Dominic McIver Lopes (université de Vancouver, Canada) donnera quatre conférences sur la théorie philosophique de l'art dans le cadre du séminaire de Jean-Marie Schaeffer « La création artistique ».

A founding figure of contemporary analytic aesthetics opened his magnum opus by declaring that “there would be no problems of aesthetics… if no one ever talked about works of art.” This sentiment comes to life in the large and prominent literature disputing theories of art, which are driven by certain avant-garde puzzle cases. How is Robert Rauschenberg’s Erased De Kooning Drawing art if a blank sheet of paper is not? How is John Cage’s 4ʹ33ʺ art when four and a half minutes of silence are not? Without a theory of art to answer these questions, it seems we could hardly begin to understand what it is to appreciate works of art. Thus theories of art have come to serve as the entry point to theories of appreciation in most contemporary aesthetics. These four conferences explore the hypothesis that it is a mistake to link theories of appreciation to theories of art and they outline an alternative approach to appreciation.
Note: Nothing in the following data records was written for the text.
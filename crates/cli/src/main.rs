//! Software floating-point demonstration CLI.
//!
//! This binary drives the emulator from the command line. It provides:
//! 1. **Demo:** Run the built-in scenarios, or those of a JSON config, and
//!    compare each emulated result with the expected native result.
//! 2. **Show:** Print the representation and scientific rendering of values.
//!
//! Diagnostics from the emulator go through `tracing`; set `RUST_LOG` (for
//! example `RUST_LOG=mantissa_core=trace`) to see alignment and rounding steps.

use std::path::{Path, PathBuf};
use std::process;

use clap::{Parser, Subcommand};
use tracing::info;
use tracing_subscriber::EnvFilter;

use mantissa_core::config::GeneralConfig;
use mantissa_core::{Config, Scenario, SoftF32};

#[derive(Parser, Debug)]
#[command(
    name = "mantissa",
    author,
    version,
    about = "Software IEEE-754 single-precision arithmetic",
    long_about = "Emulate binary32 addition, subtraction and multiplication with integer arithmetic only.\n\nExamples:\n  mantissa\n  mantissa demo --bits\n  mantissa demo --config scenarios.json\n  mantissa show 4.2 -0.0 1e-45"
)]
struct Cli {
    #[command(subcommand)]
    command: Option<Commands>,
}

#[derive(Subcommand, Debug)]
enum Commands {
    /// Run scenarios and compare against their expected results (default).
    Demo {
        /// JSON configuration with output settings and scenarios.
        #[arg(short, long)]
        config: Option<PathBuf>,

        /// Print raw bit patterns next to each value.
        #[arg(long)]
        bits: bool,
    },

    /// Print the fields and scientific rendering of each value.
    Show {
        /// Values to render.
        #[arg(required = true, allow_negative_numbers = true)]
        values: Vec<f32>,
    },
}

fn main() {
    let filter = EnvFilter::try_from_default_env().unwrap_or_else(|_| EnvFilter::new("warn"));
    tracing_subscriber::fmt().with_env_filter(filter).init();

    let cli = Cli::parse();
    let code = match cli.command {
        None => cmd_demo(None, false),
        Some(Commands::Demo { config, bits }) => cmd_demo(config.as_deref(), bits),
        Some(Commands::Show { values }) => {
            cmd_show(&values);
            0
        }
    };
    process::exit(code);
}

/// Runs every scenario and returns the process exit code.
///
/// Exits with 1 if the configuration cannot be loaded or any scenario's
/// result differs from its expected representation.
fn cmd_demo(path: Option<&Path>, bits: bool) -> i32 {
    let config = match path {
        Some(path) => match Config::load(path) {
            Ok(config) => config,
            Err(e) => {
                eprintln!("[!] {e}");
                return 1;
            }
        },
        None => Config::default(),
    };
    let mut general = config.general;
    general.show_bits |= bits;
    info!(scenarios = config.scenarios.len(), "running scenarios");

    let mut mismatches = 0_usize;
    for scenario in &config.scenarios {
        if !run_scenario(scenario, general) {
            mismatches += 1;
        }
    }

    println!();
    println!("{} scenarios, {mismatches} mismatched", config.scenarios.len());
    i32::from(mismatches != 0)
}

/// Prints one scenario; returns false on a mismatch.
fn run_scenario(scenario: &Scenario, general: GeneralConfig) -> bool {
    let outcome = scenario.evaluate();
    let native = scenario.op.native(scenario.lhs, scenario.rhs);

    println!("{scenario}");
    if general.show_operands {
        println!("  lhs      {}", render(outcome.lhs, general.show_bits));
        println!("  rhs      {}", render(outcome.rhs, general.show_bits));
    }
    println!("  result   {}", render(outcome.result, general.show_bits));
    println!(
        "  as f32   {:?} (host computes {native:?})",
        f32::from(outcome.result)
    );

    match (outcome.passed(), outcome.expected) {
        (Some(true), _) => {
            println!("  ok");
            true
        }
        (Some(false), Some(expected)) => {
            println!(
                "  MISMATCH expected {}",
                render(expected, general.show_bits)
            );
            false
        }
        _ => true,
    }
}

fn cmd_show(values: &[f32]) {
    for &value in values {
        let soft = SoftF32::from(value);
        println!("{value:?}");
        println!("  bits     {:#010x} ({:?})", soft.to_bits(), soft.classify());
        println!(
            "  fields   sign {} exponent {} fraction {:#08x}",
            u8::from(soft.negative()),
            soft.exponent(),
            soft.mantissa_no_leading()
        );
        println!("  value    {soft}");
    }
}

fn render(value: SoftF32, bits: bool) -> String {
    if bits {
        format!("{value} [{:#010x}]", value.to_bits())
    } else {
        value.to_string()
    }
}
//! # Classification Tests

use std::num::FpCategory;

use mantissa_core::{Class, SoftF32};
use rstest::rstest;

#[rstest]
#[case::positive_zero(0x0000_0000, Class::Zero)]
#[case::negative_zero(0x8000_0000, Class::Zero)]
#[case::smallest_subnormal(0x0000_0001, Class::Subnormal)]
#[case::largest_subnormal(0x007F_FFFF, Class::Subnormal)]
#[case::negative_subnormal(0x8000_0010, Class::Subnormal)]
#[case::smallest_normal(0x0080_0000, Class::Normal)]
#[case::one(0x3F80_0000, Class::Normal)]
#[case::largest_finite(0x7F7F_FFFF, Class::Normal)]
#[case::negative_normal(0xC006_6666, Class::Normal)]
#[case::positive_infinity(0x7F80_0000, Class::Infinite)]
#[case::negative_infinity(0xFF80_0000, Class::Infinite)]
#[case::quiet_nan(0x7FC0_0000, Class::Nan)]
#[case::signalling_nan(0x7F80_0001, Class::Nan)]
#[case::negative_nan(0xFFFF_FFFF, Class::Nan)]
fn test_classify(#[case] bits: u32, #[case] expected: Class) {
    let value = SoftF32::from_bits(bits);
    assert_eq!(value.classify(), expected);
    assert_eq!(
        FpCategory::from(value.classify()),
        f32::from_bits(bits).classify()
    );

    let predicates = [
        value.is_zero(),
        value.is_subnormal(),
        value.is_normal(),
        value.is_infinity(),
        value.is_not_a_number(),
    ];
    assert_eq!(
        predicates.iter().filter(|&&hit| hit).count(),
        1,
        "exactly one class predicate must hold for {bits:#010x}"
    );
    assert_eq!(
        value.is_finite(),
        !matches!(expected, Class::Infinite | Class::Nan)
    );
}

#[test]
fn test_classify_ignores_sign() {
    for bits in [0x0000_0000, 0x0000_0001, 0x3F80_0000, 0x7F80_0000, 0x7FC0_0000] {
        let positive = SoftF32::from_bits(bits);
        assert_eq!(positive.classify(), positive.negated().classify());
    }
}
A Buck-Passing Theory of Art
Jeudi 28 avril, de 13 h à 15 h, amphithéâtre François-Furet, 105 bd Raspail
Existing theories of art complete the schema “item x is a work of art if and only if…” in order to provide a principle that sorts the puzzle cases into art and non-art. However, they have reached an impasse because they reflect and are unable to negotiate conflicting intuitions about the puzzle cases. For this reason, it is worth considering a “buck-passing” theory of art: “item x is a work of art if and only if x is a work in activity P and P is one of the arts.” This theory is viable if (1) what is puzzling about the puzzle cases is how each belongs to an art form, (2) art is not a theoretical concept of empirical art research (e.g. in history and anthropology), and (3) appreciation does not detect a special artistic value. This conference addresses (1) and (2).

The Myth of Artistic Value
Jeudi 12 mai de 13 h à 15 h, salle 7, 105 bd Raspail
A distinction between artistic and aesthetic value seems mandated by the puzzle cases. If aesthetic value lies in perceptible features of works then Erased De Kooning Drawing has the same aesthetic value as any blank sheet of paper, but Erased De Kooning Drawing does not have the same value as a mere blank sheet of paper, so it has distinct value “as art.” This conclusion is inconsistent with the buck-passing theory of art. However, a case can be made that the value of a work “as art” is its value as an item in an art form, just as the buck-passing theory predicts. As a result, we may rely on a theory of aesthetic value that does the work that some now assign to a theory of artistic value.

Appreciative Kinds and Aesthetic Appreciation
Jeudi 26 mai, de 13h à 15 h, amphithéâtre François-Furet, 105 bd Raspail))
The buck passing theory is designed to redirect philosophical attention from theories of art to theories of the art forms. We need a theory of what it is for a kind to figure in appreciation. The classic view was proposed by Kendall Walton, who noted that any work belongs to indefinitely many perceptually-defined kinds and the aesthetic features it appears to have depend on how we categorize it into a perceptually-defined kind. This conference adapts Walton by defining appreciative kinds in terms of media, where media are means for making that are relevant to appreciation. This does not imply the questionable doctrine that each art has a unique and specific material medium.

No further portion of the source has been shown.